• [Action item] Using the data below, gather each line that includes the word "CommitMode".

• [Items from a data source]
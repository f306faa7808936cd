//! Kafka implementation of the `MessageBus` port.
//!
//! Mapping:
//! - exchange → Kafka topic of the same name
//! - routing key → `routing_key` record header; binding patterns are applied
//!   on the consumer side
//! - queue → consumer group id
//! - record key → the `aggregate_id` header, so one reservation's events stay
//!   ordered on one partition
//!
//! Offsets are committed manually. `ack` commits past the record; a
//! requeueing `nack` re-publishes the record with a bumped delivery count and
//! then commits. Records that match no binding are skipped without a commit,
//! and the next settled delivery moves the group past them. Commits are
//! cumulative per partition, so deliveries must be settled in order.

use std::collections::BTreeMap;
use std::sync::Arc;
use std::time::Duration;

use async_trait::async_trait;
use boxoffice_core::bus::{
    AGGREGATE_ID_HEADER, Acknowledger, Delivery, DeliveryStream, Message, MessageBus,
};
use boxoffice_core::error::DomainError;
use boxoffice_messaging::topic_matches;
use futures::StreamExt;
use rdkafka::config::ClientConfig;
use rdkafka::consumer::{CommitMode, Consumer, StreamConsumer};
use rdkafka::error::KafkaError;
use rdkafka::message::{Header, Headers, Message as _, OwnedHeaders};
use rdkafka::producer::{FutureProducer, FutureRecord};
use rdkafka::util::Timeout;
use rdkafka::{Offset, TopicPartitionList};
use tokio::sync::mpsc;

/// Record header carrying the routing key.
pub const ROUTING_KEY_HEADER: &str = "routing_key";

/// Record header counting earlier deliveries of a re-published record.
pub const DELIVERY_COUNT_HEADER: &str = "delivery_count";

const DELIVERY_BUFFER: usize = 64;

fn kafka_error(context: &str, e: &KafkaError) -> DomainError {
    DomainError::Infrastructure(format!("{context}: {e}"))
}

/// Connection settings for [`KafkaMessageBus`].
#[derive(Debug, Clone, PartialEq, Eq)]
pub struct KafkaBusConfig {
    /// Comma-separated bootstrap servers.
    pub brokers: String,
    /// Producer send timeout.
    pub send_timeout: Duration,
    /// Where a consumer group with no committed offset starts reading.
    ///
    /// `earliest` lets a queue receive records published before its group
    /// first joined.
    pub auto_offset_reset: String,
}

impl KafkaBusConfig {
    /// Settings for `brokers` with a 5 second send timeout, reading new
    /// groups from the earliest offset.
    #[must_use]
    pub fn new(brokers: impl Into<String>) -> Self {
        Self {
            brokers: brokers.into(),
            send_timeout: Duration::from_secs(5),
            auto_offset_reset: "earliest".to_owned(),
        }
    }
}

/// Key that decides a record's partition.
fn partition_key(message: &Message) -> &str {
    message
        .header(AGGREGATE_ID_HEADER)
        .unwrap_or(&message.routing_key)
}

/// Builds the record headers for `message`; `previous_deliveries` is 0 for a
/// first publish.
fn encode_headers(message: &Message, previous_deliveries: u32) -> OwnedHeaders {
    let headers = message
        .headers
        .iter()
        .filter(|(name, _)| {
            name.as_str() != ROUTING_KEY_HEADER && name.as_str() != DELIVERY_COUNT_HEADER
        })
        .fold(
            OwnedHeaders::new_with_capacity(message.headers.len() + 2),
            |headers, (name, value)| {
                headers.insert(Header {
                    key: name.as_str(),
                    value: Some(value.as_str()),
                })
            },
        )
        .insert(Header {
            key: ROUTING_KEY_HEADER,
            value: Some(message.routing_key.as_str()),
        });
    if previous_deliveries == 0 {
        return headers;
    }
    let count = previous_deliveries.to_string();
    headers.insert(Header {
        key: DELIVERY_COUNT_HEADER,
        value: Some(count.as_str()),
    })
}

/// Rebuilds a bus message from a record, with the delivery count of this
/// delivery.
///
/// # Errors
///
/// Returns `DomainError::Infrastructure` if the routing key is missing or a
/// header is malformed.
fn decode_record<H: Headers>(
    headers: Option<&H>,
    payload: Option<&[u8]>,
) -> Result<(Message, u32), DomainError> {
    let mut routing_key = None;
    let mut previous_deliveries: u32 = 0;
    let mut fields = BTreeMap::new();

    for header in headers.into_iter().flat_map(|headers| headers.iter()) {
        let Some(raw) = header.value else {
            continue;
        };
        let value = std::str::from_utf8(raw).map_err(|e| {
            DomainError::Infrastructure(format!("header {} is not UTF-8: {e}", header.key))
        })?;
        match header.key {
            ROUTING_KEY_HEADER => routing_key = Some(value.to_owned()),
            DELIVERY_COUNT_HEADER => {
                previous_deliveries = value.parse().map_err(|e| {
                    DomainError::Infrastructure(format!(
                        "invalid {DELIVERY_COUNT_HEADER} header {value:?}: {e}"
                    ))
                })?;
            }
            name => {
                fields.insert(name.to_owned(), value.to_owned());
            }
        }
    }

    let routing_key = routing_key.ok_or_else(|| {
        DomainError::Infrastructure(format!("record has no {ROUTING_KEY_HEADER} header"))
    })?;
    let message = Message {
        routing_key,
        headers: fields,
        payload: payload.unwrap_or_default().to_vec(),
    };
    Ok((message, previous_deliveries.saturating_add(1)))
}

async fn send(
    producer: &FutureProducer,
    topic: &str,
    message: &Message,
    previous_deliveries: u32,
    timeout: Duration,
) -> Result<(), DomainError> {
    let record = FutureRecord::to(topic)
        .key(partition_key(message))
        .payload(message.payload.as_slice())
        .headers(encode_headers(message, previous_deliveries));
    producer
        .send(record, Timeout::After(timeout))
        .await
        .map_err(|(e, _)| kafka_error(&format!("failed to publish to {topic}"), &e))?;
    Ok(())
}

/// Message bus on a Kafka-compatible broker.
///
/// Cloning shares the producer; every subscription gets its own consumer.
#[derive(Clone)]
pub struct KafkaMessageBus {
    producer: FutureProducer,
    config: KafkaBusConfig,
}

impl std::fmt::Debug for KafkaMessageBus {
    fn fmt(&self, f: &mut std::fmt::Formatter<'_>) -> std::fmt::Result {
        f.debug_struct("KafkaMessageBus")
            .field("config", &self.config)
            .finish_non_exhaustive()
    }
}

impl KafkaMessageBus {
    /// Creates the bus and its producer. Brokers are contacted lazily.
    ///
    /// # Errors
    ///
    /// Returns `DomainError::Infrastructure` if the producer configuration is
    /// rejected.
    pub fn new(config: KafkaBusConfig) -> Result<Self, DomainError> {
        let producer: FutureProducer = ClientConfig::new()
            .set("bootstrap.servers", &config.brokers)
            .set("message.timeout.ms", "5000")
            .set("acks", "all")
            .create()
            .map_err(|e| kafka_error("failed to create Kafka producer", &e))?;

        tracing::info!(brokers = %config.brokers, "Kafka message bus created");
        Ok(Self { producer, config })
    }
}

/// Settles one record by committing its offset.
struct KafkaAcknowledger {
    consumer: Arc<StreamConsumer>,
    producer: FutureProducer,
    send_timeout: Duration,
    topic: String,
    partition: i32,
    offset: i64,
    message: Message,
    delivery_count: u32,
}

impl std::fmt::Debug for KafkaAcknowledger {
    fn fmt(&self, f: &mut std::fmt::Formatter<'_>) -> std::fmt::Result {
        f.debug_struct("KafkaAcknowledger")
            .field("topic", &self.topic)
            .field("partition", &self.partition)
            .field("offset", &self.offset)
            .finish_non_exhaustive()
    }
}

impl KafkaAcknowledger {
    fn commit(&self) -> Result<(), DomainError> {
        let mut offsets = TopicPartitionList::new();
        offsets
            .add_partition_offset(&self.topic, self.partition, Offset::Offset(self.offset + 1))
            .map_err(|e| kafka_error("invalid offset", &e))?;
        self.consumer
            .commit(&offsets, CommitMode::Async)
            .map_err(|e| kafka_error("failed to commit offset", &e))
    }
}

#[async_trait]
impl Acknowledger for KafkaAcknowledger {
    async fn ack(&self) -> Result<(), DomainError> {
        self.commit()
    }

    async fn nack(&self, requeue: bool) -> Result<(), DomainError> {
        if requeue {
            send(
                &self.producer,
                &self.topic,
                &self.message,
                self.delivery_count,
                self.send_timeout,
            )
            .await?;
        }
        self.commit()
    }
}

/// Reads records for one subscription and forwards matching ones until the
/// subscriber drops its stream.
async fn forward_records(
    consumer: Arc<StreamConsumer>,
    producer: FutureProducer,
    send_timeout: Duration,
    binding: String,
    sender: mpsc::Sender<Result<Delivery, DomainError>>,
) {
    let mut records = consumer.stream();
    while let Some(record) = records.next().await {
        let item = match record {
            Err(e) => Err(kafka_error("failed to receive record", &e)),
            Ok(record) => {
                let (message, delivery_count) =
                    match decode_record(record.headers(), record.payload()) {
                        Ok(decoded) => decoded,
                        Err(e) => {
                            tracing::warn!(
                                topic = record.topic(),
                                partition = record.partition(),
                                offset = record.offset(),
                                error = %e,
                                "skipping undecodable record"
                            );
                            continue;
                        }
                    };
                if !topic_matches(&binding, &message.routing_key) {
                    tracing::trace!(routing_key = %message.routing_key, "record skipped by binding");
                    continue;
                }
                let acknowledger = KafkaAcknowledger {
                    consumer: consumer.clone(),
                    producer: producer.clone(),
                    send_timeout,
                    topic: record.topic().to_owned(),
                    partition: record.partition(),
                    offset: record.offset(),
                    message: message.clone(),
                    delivery_count,
                };
                Ok(Delivery::new(message, delivery_count, Box::new(acknowledger)))
            }
        };
        if sender.send(item).await.is_err() {
            break;
        }
    }
    tracing::debug!("Kafka consumer task exiting");
}

#[async_trait]
impl MessageBus for KafkaMessageBus {
    async fn publish(&self, exchange: &str, message: Message) -> Result<(), DomainError> {
        send(&self.producer, exchange, &message, 0, self.config.send_timeout).await?;
        tracing::debug!(exchange, routing_key = %message.routing_key, "message published");
        Ok(())
    }

    async fn subscribe(
        &self,
        queue: &str,
        exchange: &str,
        binding: &str,
    ) -> Result<DeliveryStream, DomainError> {
        let consumer: StreamConsumer = ClientConfig::new()
            .set("bootstrap.servers", &self.config.brokers)
            .set("group.id", queue)
            .set("enable.auto.commit", "false")
            .set("auto.offset.reset", &self.config.auto_offset_reset)
            .set("session.timeout.ms", "6000")
            .set("enable.partition.eof", "false")
            .create()
            .map_err(|e| kafka_error("failed to create Kafka consumer", &e))?;
        consumer
            .subscribe(&[exchange])
            .map_err(|e| kafka_error(&format!("failed to subscribe to {exchange}"), &e))?;

        tracing::info!(queue, exchange, binding, "consumer attached");

        let (sender, receiver) = mpsc::channel(DELIVERY_BUFFER);
        tokio::spawn(forward_records(
            Arc::new(consumer),
            self.producer.clone(),
            self.config.send_timeout,
            binding.to_owned(),
            sender,
        ));

        let stream = futures::stream::unfold(receiver, |mut receiver| async move {
            let item = receiver.recv().await?;
            Some((item, receiver))
        });
        Ok(Box::pin(stream))
    }
}
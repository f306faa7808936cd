//! `EventPublisher` implementation that sends domain events over a message bus.

use std::sync::Arc;

use async_trait::async_trait;
use boxoffice_core::bus::{
    AGGREGATE_ID_HEADER, CONTENT_TYPE_HEADER, CONTENT_TYPE_JSON, CORRELATION_ID_HEADER,
    EVENT_ID_HEADER, EVENT_TYPE_HEADER, Message, MessageBus,
};
use boxoffice_core::error::DomainError;
use boxoffice_core::event::{DomainEvent, EventPublisher};

/// Publishes domain events to a topic exchange.
///
/// The routing key and the `event_type` header both carry the event type; the
/// body is the JSON payload without any envelope.
#[derive(Clone)]
pub struct BusEventPublisher {
    bus: Arc<dyn MessageBus>,
    exchange: String,
}

impl BusEventPublisher {
    /// Creates a publisher targeting `exchange`.
    #[must_use]
    pub fn new(bus: Arc<dyn MessageBus>, exchange: impl Into<String>) -> Self {
        Self {
            bus,
            exchange: exchange.into(),
        }
    }

    /// Returns the exchange this publisher targets.
    #[must_use]
    pub fn exchange(&self) -> &str {
        &self.exchange
    }
}

impl std::fmt::Debug for BusEventPublisher {
    fn fmt(&self, f: &mut std::fmt::Formatter<'_>) -> std::fmt::Result {
        f.debug_struct("BusEventPublisher")
            .field("exchange", &self.exchange)
            .finish_non_exhaustive()
    }
}

/// Builds the bus message for a domain event.
///
/// # Errors
///
/// Returns `DomainError::Infrastructure` if the payload cannot be encoded.
pub fn event_to_message(event: &dyn DomainEvent) -> Result<Message, DomainError> {
    let metadata = event.metadata();
    let payload = serde_json::to_vec(&event.to_payload())
        .map_err(|e| DomainError::Infrastructure(format!("failed to encode event: {e}")))?;

    Ok(Message::new(event.event_type(), payload)
        .with_header(EVENT_TYPE_HEADER, event.event_type())
        .with_header(EVENT_ID_HEADER, metadata.event_id.to_string())
        .with_header(AGGREGATE_ID_HEADER, metadata.aggregate_id.to_string())
        .with_header(CORRELATION_ID_HEADER, metadata.correlation_id.to_string())
        .with_header(CONTENT_TYPE_HEADER, CONTENT_TYPE_JSON))
}

#[async_trait]
impl EventPublisher for BusEventPublisher {
    async fn publish(&self, event: &dyn DomainEvent) -> Result<(), DomainError> {
        let message = event_to_message(event)?;
        self.bus.publish(&self.exchange, message).await?;

        tracing::debug!(
            exchange = %self.exchange,
            event_type = event.event_type(),
            event_id = %event.metadata().event_id,
            aggregate_id = %event.metadata().aggregate_id,
            "event published"
        );
        Ok(())
    }
}
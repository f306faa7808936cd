//! Domain error types.

use thiserror::Error;
use uuid::Uuid;

/// Top-level domain error type.
#[derive(Debug, Error)]
pub enum DomainError {
    /// An aggregate (or its read projection) was not found.
    #[error("aggregate not found: {0}")]
    AggregateNotFound(Uuid),

    /// Optimistic concurrency conflict: another writer saved first.
    #[error("concurrency conflict on aggregate {aggregate_id}: expected version {expected}, found {actual}")]
    ConcurrencyConflict {
        /// The aggregate that had the conflict.
        aggregate_id: Uuid,
        /// The expected version.
        expected: i64,
        /// The actual version found (`-1` when the row is missing).
        actual: i64,
    },

    /// Bad input, rejected before any mutation.
    #[error("validation error: {0}")]
    Validation(String),

    /// The requested transition is not allowed from the current state.
    #[error("invalid state: {0}")]
    InvalidState(String),

    /// The payment window of a reservation has lapsed.
    #[error("reservation {0} has expired")]
    Expired(Uuid),

    /// The aggregate exists but belongs to someone else.
    #[error("access to aggregate {0} is forbidden")]
    Forbidden(Uuid),

    /// An infrastructure/persistence error.
    #[error("infrastructure error: {0}")]
    Infrastructure(String),
}

#[cfg(test)]
mod tests {
    use super::*;

    #[test]
    fn test_concurrency_conflict_message_names_versions() {
        let id = Uuid::new_v4();
        let err = DomainError::ConcurrencyConflict {
            aggregate_id: id,
            expected: 1,
            actual: 2,
        };

        let message = err.to_string();

        assert!(message.contains(&id.to_string()));
        assert!(message.contains("expected version 1"));
        assert!(message.contains("found 2"));
    }

    #[test]
    fn test_expired_message_names_reservation() {
        let id = Uuid::new_v4();
        assert_eq!(
            DomainError::Expired(id).to_string(),
            format!("reservation {id} has expired")
        );
    }
}
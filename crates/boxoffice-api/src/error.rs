//! Box Office — API error types.

use axum::Json;
use axum::http::StatusCode;
use axum::response::{IntoResponse, Response};
use boxoffice_core::error::DomainError;
use serde::Serialize;
use thiserror::Error;

/// Errors that stop the server from starting or keep it from serving.
#[derive(Debug, Error)]
pub enum AppError {
    /// Configuration could not be read from the environment.
    #[error("configuration error: {0}")]
    Config(String),

    /// The `PostgreSQL` pool could not be opened.
    #[error("database error: {0}")]
    Database(#[from] sqlx::Error),

    /// A backing store could not be reached or prepared.
    #[error("infrastructure error: {0}")]
    Infrastructure(#[from] DomainError),

    /// Binding the listener or serving failed.
    #[error("server error: {0}")]
    Server(#[from] std::io::Error),
}

/// JSON body of every error response.
#[derive(Debug, Serialize)]
pub struct ErrorBody {
    /// Stable snake_case code clients can match on.
    pub error: &'static str,
    /// Description for humans; wording may change.
    pub message: String,
}

/// Maps a `DomainError` onto an HTTP status and [`ErrorBody`].
#[derive(Debug)]
pub struct ApiError(pub DomainError);

impl From<DomainError> for ApiError {
    fn from(err: DomainError) -> Self {
        Self(err)
    }
}

impl IntoResponse for ApiError {
    fn into_response(self) -> Response {
        let (status, error_code) = match &self.0 {
            DomainError::AggregateNotFound(_) => (StatusCode::NOT_FOUND, "reservation_not_found"),
            DomainError::ConcurrencyConflict { .. } => {
                (StatusCode::CONFLICT, "concurrency_conflict")
            }
            DomainError::Validation(_) => (StatusCode::BAD_REQUEST, "validation_error"),
            DomainError::InvalidState(_) => (StatusCode::CONFLICT, "invalid_state"),
            DomainError::Expired(_) => (StatusCode::GONE, "reservation_expired"),
            DomainError::Forbidden(_) => (StatusCode::FORBIDDEN, "forbidden"),
            DomainError::Infrastructure(_) => {
                (StatusCode::INTERNAL_SERVER_ERROR, "infrastructure_error")
            }
        };

        if status.is_server_error() {
            tracing::error!(error = %self.0, "request failed");
        }

        let body = ErrorBody {
            error: error_code,
            message: self.0.to_string(),
        };

        (status, Json(body)).into_response()
    }
}

/// Rejection for requests that carry no caller identity.
#[derive(Debug)]
pub struct Unauthenticated;

impl IntoResponse for Unauthenticated {
    fn into_response(self) -> Response {
        let body = ErrorBody {
            error: "unauthenticated",
            message: "missing caller identity".to_owned(),
        };
        (StatusCode::UNAUTHORIZED, Json(body)).into_response()
    }
}
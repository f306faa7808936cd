//! Box Office Core — shared domain abstractions.
//!
//! This crate defines the traits and types that the booking context and its
//! adapters depend on: aggregates, clock, commands, errors, domain events and
//! the message-bus port. It contains no infrastructure code.

pub mod aggregate;
pub mod bus;
pub mod clock;
pub mod command;
pub mod error;
pub mod event;
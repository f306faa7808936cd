//! Box Office — Kafka-compatible broker adapter for the message bus port.
//!
//! [`KafkaMessageBus`] maps the topic-exchange model onto Kafka: an exchange
//! is a Kafka topic, a queue is a consumer group, and a binding pattern
//! filters records by their routing-key header.

pub mod kafka_bus;

pub use kafka_bus::{KafkaBusConfig, KafkaMessageBus};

• [Solution for this problem]
use rdkafka::consumer::{CommitMode, Consumer, StreamConsumer};
            .commit(&offsets, CommitMode::Async)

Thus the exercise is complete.